In her essay, Barbara Ehrenreich claimed that American families have developed into dangerous social units that need to be reformed if not disbanded and abandoned altogether for the sake of those inside it. Her argumentations toward this ultimate conclusion were the following: 1.) women are at their most unsafe position when at home, 2.) the family is a barrier of human progress, 3.) there is no such thing as a “functional family”, and 4.) families are dangerous for children. This paper presents counterarguments and rebuttals against the four points that Barbara has made and constructs an alternative situation for each of the said ideas that were put forward.
Women and the family
Barbara argued that women were at their most vulnerable when staying at home. She supported this by building on instances of domestic violence often portrayed by the media in the local news. She also presented legal cases on domestic violence victims that accounts for a good number of criminal cases happening to women, with filed charges that vary greatly from assault and battery to capital murder.
On the first level of rebuttal, media’s portrayal of the supposedly typical American household could not be depended on when gauging the frequency and gravity of abuses happening to women at home. This is partly since media has a fixation on violence altogether and would sooner present bloody reports on the latest crimes committed than feature stories about satisfied families living in comfortable homes behind picket fences. (Lannister 250) This tells us that although women are often reported as abused by domestic violence on the evening news, it is not enough for us to generalize that all women in American households or even a majority of such are suffering the same fate. Also, violence as portrayed by the media is rampant across different social denominations and not merely restricted to the family. (Lannister 255) In fact, there are more thrice as reports on street crimes than there are on domestic violence.

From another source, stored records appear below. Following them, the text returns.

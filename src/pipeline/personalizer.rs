use std::collections::BTreeMap;

use crate::backend::RewriteBackend;
use crate::pipeline::config::{PipelineConfig, StrategyKind};
use crate::pipeline::prompts::PromptCatalog;
use crate::pipeline::trace::TraceWriter;
use crate::progress::ConsoleProgress;
use crate::storage::{newsletter_file_name, NewsletterStore};

mod chunked;
mod unitwise;

/// One customer segment of a generation run: the 1-based position and the
/// free-text audience description. Immutable for the duration of the run.
#[derive(Clone, Debug)]
pub struct SegmentSpec {
    pub index: usize,
    pub description: String,
}

/// The pure record of one segment's pipeline: final HTML plus everything
/// the host may want to render (counters, user-visible warnings). `warnings`
/// carries quota messages and unrestored-placeholder notes.
#[derive(Clone, Debug)]
pub struct SegmentOutcome {
    pub key: String,
    pub html: String,
    /// Units (unitwise) or chunks (chunked) processed.
    pub units_total: usize,
    pub units_accepted: usize,
    pub units_reverted: usize,
    pub warnings: Vec<String>,
}

/// Everything a strategy needs for one segment run.
pub(crate) struct SegmentCx<'a> {
    pub backend: &'a dyn RewriteBackend,
    pub prompts: &'a PromptCatalog,
    pub progress: &'a ConsoleProgress,
    pub trace: &'a TraceWriter,
    pub max_attempts: usize,
    pub chunk_chars: usize,
    pub prompt_token_budget: usize,
    pub platform: &'a str,
}

/// A rewrite strategy decomposes the document into rewritable pieces,
/// drives the backend over them, and recomposes the final document. The
/// host picks one at configuration time.
pub(crate) trait RewriteStrategy {
    fn name(&self) -> &'static str;

    /// Key under which this segment's result is stored.
    fn segment_key(&self, spec: &SegmentSpec) -> String;

    fn personalize(
        &self,
        cx: &SegmentCx<'_>,
        html: &str,
        spec: &SegmentSpec,
    ) -> anyhow::Result<SegmentOutcome>;
}

fn strategy_for(kind: StrategyKind) -> &'static dyn RewriteStrategy {
    match kind {
        StrategyKind::Unitwise => &unitwise::UnitwiseStrategy,
        StrategyKind::Chunked => &chunked::ChunkedStrategy,
    }
}

/// Accumulated state of one generation run, passed in and out explicitly;
/// nothing is process-global. Results are overwritten wholesale when a segment
/// is regenerated.
#[derive(Default)]
pub struct RunContext {
    pub results: BTreeMap<String, SegmentOutcome>,
    /// Segments whose pipeline aborted: (key, error message).
    pub failures: Vec<(String, String)>,
    /// Upload links accumulated by `store_results`: (key, url).
    pub stored_links: Vec<(String, String)>,
}

pub struct PersonalizerPipeline {
    cfg: PipelineConfig,
    backend: Box<dyn RewriteBackend>,
    progress: ConsoleProgress,
    trace: TraceWriter,
}

impl PersonalizerPipeline {
    pub fn new(
        cfg: PipelineConfig,
        backend: Box<dyn RewriteBackend>,
        progress: ConsoleProgress,
    ) -> Self {
        let trace = TraceWriter::new(cfg.trace_dir.clone(), cfg.trace_prompts)
            .unwrap_or_else(|_| TraceWriter::disabled());
        Self {
            cfg,
            backend,
            progress,
            trace,
        }
    }

    /// Runs every non-empty segment over a fresh parse of `html`. Segment
    /// failures are recorded in the context and never abort the run.
    pub fn personalize_newsletter(
        &self,
        html: &str,
        segments: &[String],
        platform: &str,
    ) -> RunContext {
        let mut ctx = RunContext::default();
        self.progress.info(format!(
            "Strategy: {} (backend: {})",
            strategy_for(self.cfg.strategy).name(),
            self.backend.name()
        ));
        let total = segments
            .iter()
            .filter(|s| !s.trim().is_empty())
            .count()
            .max(1);

        let mut done = 0usize;
        for (idx, description) in segments.iter().enumerate() {
            let description = description.trim();
            if description.is_empty() {
                continue;
            }
            self.progress
                .info(format!("Processing segment {}/{total}", done + 1));
            self.run_segment(&mut ctx, html, idx + 1, description, platform);
            done += 1;
            self.progress.progress("segments", done, total);
        }
        ctx
    }

    /// Restarts one segment's pipeline from scratch on the original HTML,
    /// discarding any previous result or failure for its key.
    pub fn regenerate_segment(
        &self,
        ctx: &mut RunContext,
        html: &str,
        index: usize,
        description: &str,
        platform: &str,
    ) {
        let spec = SegmentSpec {
            index,
            description: description.trim().to_string(),
        };
        let key = strategy_for(self.cfg.strategy).segment_key(&spec);
        ctx.results.remove(&key);
        ctx.failures.retain(|(k, _)| k != &key);
        self.progress
            .info(format!("Regenerating newsletter for {key}"));
        self.run_segment(ctx, html, index, description.trim(), platform);
    }

    fn run_segment(
        &self,
        ctx: &mut RunContext,
        html: &str,
        index: usize,
        description: &str,
        platform: &str,
    ) {
        let strategy = strategy_for(self.cfg.strategy);
        let spec = SegmentSpec {
            index,
            description: description.to_string(),
        };
        let cx = SegmentCx {
            backend: self.backend.as_ref(),
            prompts: &self.cfg.prompts,
            progress: &self.progress,
            trace: &self.trace,
            max_attempts: self.cfg.max_attempts,
            chunk_chars: self.cfg.chunk_chars,
            prompt_token_budget: self.cfg.prompt_token_budget,
            platform,
        };
        let key = strategy.segment_key(&spec);

        match strategy.personalize(&cx, html, &spec) {
            Ok(outcome) => {
                for w in &outcome.warnings {
                    self.progress.warn(w);
                }
                self.progress.info(format!(
                    "Segment {key} done ({} accepted, {} reverted of {})",
                    outcome.units_accepted, outcome.units_reverted, outcome.units_total
                ));
                ctx.results.insert(key, outcome);
            }
            Err(err) => {
                self.progress.error(format!("segment {key} failed: {err:#}"));
                ctx.failures.push((key, format!("{err:#}")));
            }
        }
    }

    /// Hands every finished segment to the storage collaborator, collecting
    /// download links. Upload failures are reported and skipped.
    pub fn store_results(&self, ctx: &mut RunContext, store: &dyn NewsletterStore) {
        let keys: Vec<String> = ctx.results.keys().cloned().collect();
        for key in keys {
            let html = &ctx.results[&key].html;
            match store.store(html, &newsletter_file_name(&key)) {
                Ok(url) => {
                    self.progress.info(format!("Newsletter for {key} saved: {url}"));
                    ctx.stored_links.push((key, url));
                }
                Err(err) => {
                    self.progress.error(format!("saving {key} failed: {err:#}"));
                }
            }
        }
    }
}

#[cfg(test)]
mod tests {
    use super::*;
    use crate::backend::GenerationError;
    use std::cell::Cell;
    use std::path::PathBuf;

    struct CountingBackend {
        calls: Cell<usize>,
    }

    impl RewriteBackend for CountingBackend {
        fn rewrite(&self, _prompt: &str) -> Result<String, GenerationError> {
            let n = self.calls.get() + 1;
            self.calls.set(n);
            Ok(format!("Rewrite number {n}"))
        }

        fn name(&self) -> &str {
            "counting"
        }
    }

    fn test_cfg(strategy: StrategyKind) -> PipelineConfig {
        PipelineConfig {
            config_path: PathBuf::new(),
            strategy,
            rewrite_backend: "mock".to_string(),
            backend_section: Default::default(),
            max_attempts: 3,
            chunk_chars: 6000,
            prompt_token_budget: 4096,
            trace_dir: PathBuf::new(),
            trace_prompts: false,
            prompts: PromptCatalog::builtin(),
            storage: None,
        }
    }

    fn pipeline(strategy: StrategyKind) -> PersonalizerPipeline {
        PersonalizerPipeline::new(
            test_cfg(strategy),
            Box::new(CountingBackend {
                calls: Cell::new(0),
            }),
            ConsoleProgress::new(false),
        )
    }

    #[test]
    fn empty_segment_descriptions_are_skipped() {
        let p = pipeline(StrategyKind::Unitwise);
        let ctx = p.personalize_newsletter(
            "<p>Some newsletter text</p>",
            &["".to_string(), "frugal shoppers".to_string()],
            "",
        );
        assert_eq!(ctx.results.len(), 1);
        assert!(ctx.results.contains_key("frugal shoppers"));
    }

    #[test]
    fn each_segment_gets_its_own_document() {
        let p = pipeline(StrategyKind::Unitwise);
        let ctx = p.personalize_newsletter(
            "<p>Some newsletter text</p>",
            &["segment one".to_string(), "segment two".to_string()],
            "",
        );
        assert_eq!(ctx.results.len(), 2);
        let a = &ctx.results["segment one"].html;
        let b = &ctx.results["segment two"].html;
        // the counting backend returns different text per call
        assert_ne!(a, b);
    }

    #[test]
    fn regeneration_overwrites_the_entry_wholesale() {
        let p = pipeline(StrategyKind::Unitwise);
        let html = "<p>Some newsletter text</p>";
        let mut ctx = p.personalize_newsletter(html, &["savers".to_string()], "");
        let first = ctx.results["savers"].html.clone();
        p.regenerate_segment(&mut ctx, html, 1, "savers", "");
        assert_eq!(ctx.results.len(), 1);
        assert_ne!(ctx.results["savers"].html, first);
    }

    #[test]
    fn store_results_collects_links() {
        let p = pipeline(StrategyKind::Unitwise);
        let dir = tempfile::tempdir().unwrap();
        let store = crate::storage::DirStore::new(dir.path());
        let mut ctx =
            p.personalize_newsletter("<p>Some newsletter text</p>", &["savers".to_string()], "");
        p.store_results(&mut ctx, &store);
        assert_eq!(ctx.stored_links.len(), 1);
        assert_eq!(ctx.stored_links[0].0, "savers");
        assert!(ctx.stored_links[0]
            .1
            .ends_with("personalized_newsletter_savers.html"));
    }
}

On the second level of rebuttal, despite there being several legal cases from assault and battery to capital murder that occur to women in the household, this is again a negligible statistic compared to the number of American families. (Lannister 253) Also, it can be argued that several other factors take precedence to the setting of the crime in determining why it happened. Factors such as psychological imbalance, rage, drug and alcohol use, among others can be accounted for as being present in cases of domestic violence, but they are also the same factors that play significantly in crimes that occur on other venues, where women are just as likely the victims.
Thus, the presence danger for women is not justified by media portrayals of domestic violence and the existence of cases involving heinous crimes committed to women in their homes.
The fact that crime rates have been on the rise in the country over the last couple of decades cannot be denied. But on the contrary, women who stay in their respective households end up being safer than if they didn’t. Crimes such as sexual harassment are almost exclusive to women who spend long hours at work and end up going home very late. Their late habits make their movements predictable to would be harassers who are even more tempted by the opportunity of there being a lot fewer people in offices during late hours.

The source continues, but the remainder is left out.